- [Task statement]: Copy the records below exactly.

- [Dataset]:

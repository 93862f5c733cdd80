//! Error taxonomy of the viewer.
//!
//! Only [`SceneError::Configuration`] and [`SceneError::RenderTarget`] ever reach
//! the caller of the lifecycle manager. Asset failures are downgraded to the
//! procedural fallback and teardown failures are logged.

use thiserror::Error;

#[derive(Clone, Debug, Error)]
pub enum SceneError {
    /// A room identifier or room descriptor that no builder can handle.
    #[error("Configuration error: {0}")]
    Configuration(String),

    /// An external asset could not be fetched or parsed.
    #[error("Failed to load asset {location}: {reason}")]
    AssetLoad { location: String, reason: String },

    /// Releasing listeners or renderer resources failed.
    #[error("Failed to release {resource}: {reason}")]
    ResourceTeardown { resource: String, reason: String },

    /// The host could not provide a surface to render into.
    #[error("Render target unavailable: {0}")]
    RenderTarget(String),
}

impl SceneError {
    pub fn asset(location: &str, reason: impl ToString) -> Self {
        Self::AssetLoad {
            location: location.to_string(),
            reason: reason.to_string(),
        }
    }

    pub fn teardown(resource: &str, reason: impl ToString) -> Self {
        Self::ResourceTeardown {
            resource: resource.to_string(),
            reason: reason.to_string(),
        }
    }

    pub fn is_configuration(&self) -> bool {
        matches!(self, Self::Configuration(_))
    }
}
fn fridge(factory: &mut PrimitiveFactory, at: Instance) -> Box<dyn SceneNode> {
    let steel = factory.phong("fridge-steel", 0xc0c0c0, 90.0);
    let handle = factory.cuboid(0.03, 0.5, 0.03);
    let dark = factory.lambert("fridge-seal", 0x4b5563);
    group(
        "fridge",
        at,
        vec![
            part(
                "fridge-body",
                factory.cuboid(0.8, 2.0, 0.8),
                steel.clone(),
                Instance::at(0.0, 1.0, 0.0),
            ),
            part(
                "fridge-door-gap",
                factory.cuboid(0.78, 0.01, 0.01),
                dark,
                Instance::at(0.0, 1.3, 0.405),
            ),
            part(
                "fridge-handle-upper",
                handle.clone(),
                steel.clone(),
                Instance::at(-0.3, 1.65, 0.42),
            ),
            part(
                "fridge-handle-lower",
                handle,
                steel,
                Instance::at(-0.3, 0.8, 0.42),
            ),
        ],
    )
}

pub fn kitchen(
    graph: &mut SceneGraph,
    factory: &mut PrimitiveFactory,
    room: &RoomDescriptor,
) -> Result<(), SceneError> {
    let back = room.back_wall_z();
    graph.add(island(factory, Instance::at(0.0, 0.0, 0.4)));
    graph.add(bar_stool(factory, "bar-stool-left", Instance::at(-0.5, 0.0, 1.3)));
    graph.add(bar_stool(factory, "bar-stool-right", Instance::at(0.5, 0.0, 1.3)));
    for (i, x) in [-3.0, -1.8, -0.6, 0.6, 1.8].into_iter().enumerate() {
        graph.add(base_cabinet(factory, i, i == 2, Instance::at(x, 0.0, back + 0.3)));
    }
    graph.add(fridge(factory, Instance::at(room.right_wall_x() - 0.7, 0.0, back + 0.5)));
    Ok(())
}

fn bathtub(factory: &mut PrimitiveFactory, at: Instance) -> Box<dyn SceneNode> {
    let porcelain = porcelain(factory);
    group(
        "bathtub",
        at,
        vec![
            part(
                "bathtub-shell",
                factory.cuboid(1.7, 0.55, 0.85),
                porcelain,
                Instance::at(0.0, 0.275, 0.0),
            ),
            part(
                "bathtub-basin",
                factory.cuboid(1.5, 0.02, 0.65),
                factory.phong("bath-water", 0xdbe9f2, 100.0),
                Instance::at(0.0, 0.55, 0.0),
            ),
            part(
                "bathtub-faucet",
                factory.cylinder(0.02, 0.02, 0.2, 12),
                factory.phong("chrome", 0xd9dde1, 100.0),
                Instance::at(-0.75, 0.65, 0.0),
            ),
        ],
    )
}

fn vanity(factory: &mut PrimitiveFactory, at: Instance) -> Box<dyn SceneNode> {
    group(
        "vanity",
        at,
        vec![
            part(
                "vanity-cabinet",
                factory.cuboid(1.0, 0.8, 0.55),
                factory.lambert("vanity-wood", 0x6b4f3a),
                Instance::at(0.0, 0.4, 0.0),
            ),
            part(
                "vanity-top",
                factory.cuboid(1.05, 0.04, 0.58),
                porcelain(factory),
                Instance::at(0.0, 0.82, 0.0),
            ),
            part(
                "vanity-basin",
                factory.cylinder(0.22, 0.18, 0.12, 24),
                porcelain(factory),
                Instance::at(0.0, 0.9, 0.02),
            ),
            part(
                "vanity-faucet",
                factory.cylinder(0.015, 0.015, 0.2, 10),
                factory.phong("chrome", 0xd9dde1, 100.0),
                Instance::at(0.0, 0.94, -0.2),
            ),
        ],
    )
}

/// Toilet against the right wall, facing -x.
fn toilet(factory: &mut PrimitiveFactory, at: Instance) -> Box<dyn SceneNode> {
    let porcelain = porcelain(factory);
    group(
        "toilet",
        at,
        vec![
            part(
                "toilet-base",
                factory.cylinder(0.17, 0.2, 0.4, 20),
                porcelain.clone(),
                Instance::at(0.0, 0.2, 0.0),
            ),
            part(
                "toilet-seat",
                factory.cylinder(0.22, 0.22, 0.03, 20),
                porcelain.clone(),
                Instance::at(-0.05, 0.415, 0.0),
            ),
            part(
                "toilet-tank",
                factory.cuboid(0.2, 0.45, 0.45),
                porcelain.clone(),
                Instance::at(0.25, 0.6, 0.0),
            ),
            part(
                "toilet-lid",
                factory.cuboid(0.22, 0.03, 0.47),
                porcelain,
                Instance::at(0.25, 0.84, 0.0),
            ),
        ],
    )
}

pub fn bathroom(
    graph: &mut SceneGraph,
    factory: &mut PrimitiveFactory,
    room: &RoomDescriptor,
) -> Result<(), SceneError> {
    let back = room.back_wall_z();
    graph.add(bathtub(
        factory,
        Instance::at(room.left_wall_x() + 0.9, 0.0, back + 0.45),
    ));
    graph.add(vanity(factory, Instance::at(2.0, 0.0, back + 0.3)));
    graph.add(toilet(
        factory,
        Instance::at(room.right_wall_x() - 0.45, 0.0, 0.3),
    ));
    graph.add(rug(
        factory,
        "bath-mat",
        Instance::at(-2.4, 0.0, back + 1.4),
        (0.9, 0.55),
        (0x7fa7c4, 0x9cbfd8),
    ));
    Ok(())
}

- [Written reply]:
repository 93862f5c733cdd80
//! Error taxonomy of the viewer.
//!
//! Only [`SceneError::Configuration`] and [`SceneError::RenderTarget`] ever reach
//! the caller of the lifecycle manager. Asset failures are downgraded to the
//! procedural fallback and teardown failures are logged.

use thiserror::Error;

#[derive(Clone, Debug, Error)]
pub enum SceneError {
    /// A room identifier or room descriptor that no builder can handle.
    #[error("Configuration error: {0}")]
    Configuration(String),

    /// An external asset could not be fetched or parsed.
    #[error("Failed to load asset {location}: {reason}")]
    AssetLoad { location: String, reason: String },

    /// Releasing listeners or renderer resources failed.
    #[error("Failed to release {resource}: {reason}")]
    ResourceTeardown { resource: String, reason: String },

    /// The host could not provide a surface to render into.
    #[error("Render target unavailable: {0}")]
    RenderTarget(String),
}

impl SceneError {
    pub fn asset(location: &str, reason: impl ToString) -> Self {
        Self::AssetLoad {
            location: location.to_string(),
            reason: reason.to_string(),
        }
    }

    pub fn teardown(resource: &str, reason: impl ToString) -> Self {
        Self::ResourceTeardown {
            resource: resource.to_string(),
            reason: reason.to_string(),
        }
    }

    pub fn is_configuration(&self) -> bool {
        matches!(self, Self::Configuration(_))
    }
}
fn fridge(factory: &mut PrimitiveFactory, at: Instance) -> Box<dyn SceneNode> {
    let steel = factory.phong("fridge-steel", 0xc0c0c0, 90.0);
    let handle = factory.cuboid(0.03, 0.5, 0.03);
    let dark = factory.lambert("fridge-seal", 0x4b5563);
    group(
        "fridge",
        at,
        vec![
            part(
                "fridge-body",
                factory.cuboid(0.8, 2.0, 0.8),
                steel.clone(),
                Instance::at(0.0, 1.0, 0.0),
            ),
            part(
                "fridge-door-gap",
                factory.cuboid(0.78, 0.01, 0.01),
                dark,
                Instance::at(0.0, 1.3, 0.405),
            ),
            part(
                "fridge-handle-upper",
                handle.clone(),
                steel.clone(),
                Instance::at(-0.3, 1.65, 0.42),
            ),
            part(
                "fridge-handle-lower",
                handle,
                steel,
                Instance::at(-0.3, 0.8, 0.42),
            ),
        ],
    )
}

pub fn kitchen(
    graph: &mut SceneGraph,
    factory: &mut PrimitiveFactory,
    room: &RoomDescriptor,
) -> Result<(), SceneError> {
    let back = room.back_wall_z();
    graph.add(island(factory, Instance::at(0.0, 0.0, 0.4)));
    graph.add(bar_stool(factory, "bar-stool-left", Instance::at(-0.5, 0.0, 1.3)));
    graph.add(bar_stool(factory, "bar-stool-right", Instance::at(0.5, 0.0, 1.3)));
    for (i, x) in [-3.0, -1.8, -0.6, 0.6, 1.8].into_iter().enumerate() {
        graph.add(base_cabinet(factory, i, i == 2, Instance::at(x, 0.0, back + 0.3)));
    }
    graph.add(fridge(factory, Instance::at(room.right_wall_x() - 0.7, 0.0, back + 0.5)));
    Ok(())
}

fn bathtub(factory: &mut PrimitiveFactory, at: Instance) -> Box<dyn SceneNode> {
    let porcelain = porcelain(factory);
    group(
        "bathtub",
        at,
        vec![
            part(
                "bathtub-shell",
                factory.cuboid(1.7, 0.55, 0.85),
                porcelain,
                Instance::at(0.0, 0.275, 0.0),
            ),
            part(
                "bathtub-basin",
                factory.cuboid(1.5, 0.02, 0.65),
                factory.phong("bath-water", 0xdbe9f2, 100.0),
                Instance::at(0.0, 0.55, 0.0),
            ),
            part(
                "bathtub-faucet",
                factory.cylinder(0.02, 0.02, 0.2, 12),
                factory.phong("chrome", 0xd9dde1, 100.0),
                Instance::at(-0.75, 0.65, 0.0),
            ),
        ],
    )
}

fn vanity(factory: &mut PrimitiveFactory, at: Instance) -> Box<dyn SceneNode> {
    group(
        "vanity",
        at,
        vec![
            part(
                "vanity-cabinet",
                factory.cuboid(1.0, 0.8, 0.55),
                factory.lambert("vanity-wood", 0x6b4f3a),
                Instance::at(0.0, 0.4, 0.0),
            ),
            part(
                "vanity-top",
                factory.cuboid(1.05, 0.04, 0.58),
                porcelain(factory),
                Instance::at(0.0, 0.82, 0.0),
            ),
            part(
                "vanity-basin",
                factory.cylinder(0.22, 0.18, 0.12, 24),
                porcelain(factory),
                Instance::at(0.0, 0.9, 0.02),
            ),
            part(
                "vanity-faucet",
                factory.cylinder(0.015, 0.015, 0.2, 10),
                factory.phong("chrome", 0xd9dde1, 100.0),
                Instance::at(0.0, 0.94, -0.2),
            ),
        ],
    )
}

/// Toilet against the right wall, facing -x.
fn toilet(factory: &mut PrimitiveFactory, at: Instance) -> Box<dyn SceneNode> {
    let porcelain = porcelain(factory);
    group(
        "toilet",
        at,
        vec![
            part(
                "toilet-base",
                factory.cylinder(0.17, 0.2, 0.4, 20),
                porcelain.clone(),
                Instance::at(0.0, 0.2, 0.0),
            ),
            part(
                "toilet-seat",
                factory.cylinder(0.22, 0.22, 0.03, 20),
                porcelain.clone(),
                Instance::at(-0.05, 0.415, 0.0),
            ),
            part(
                "toilet-tank",
                factory.cuboid(0.2, 0.45, 0.45),
                porcelain.clone(),
                Instance::at(0.25, 0.6, 0.0),
            ),
            part(
                "toilet-lid",
                factory.cuboid(0.22, 0.03, 0.47),
                porcelain,
                Instance::at(0.25, 0.84, 0.0),
            ),
        ],
    )
}

pub fn bathroom(
    graph: &mut SceneGraph,
    factory: &mut PrimitiveFactory,
    room: &RoomDescriptor,
) -> Result<(), SceneError> {
    let back = room.back_wall_z();
    graph.add(bathtub(
        factory,
        Instance::at(room.left_wall_x() + 0.9, 0.0, back + 0.45),
    ));
    graph.add(vanity(factory, Instance::at(2.0, 0.0, back + 0.3)));
    graph.add(toilet(
        factory,
        Instance::at(room.right_wall_x() - 0.45, 0.0, 0.3),
    ));
    graph.add(rug(
        factory,
        "bath-mat",
        Instance::at(-2.4, 0.0, back + 1.4),
        (0.9, 0.55),
        (0x7fa7c4, 0x9cbfd8),
    ));
    Ok(())
}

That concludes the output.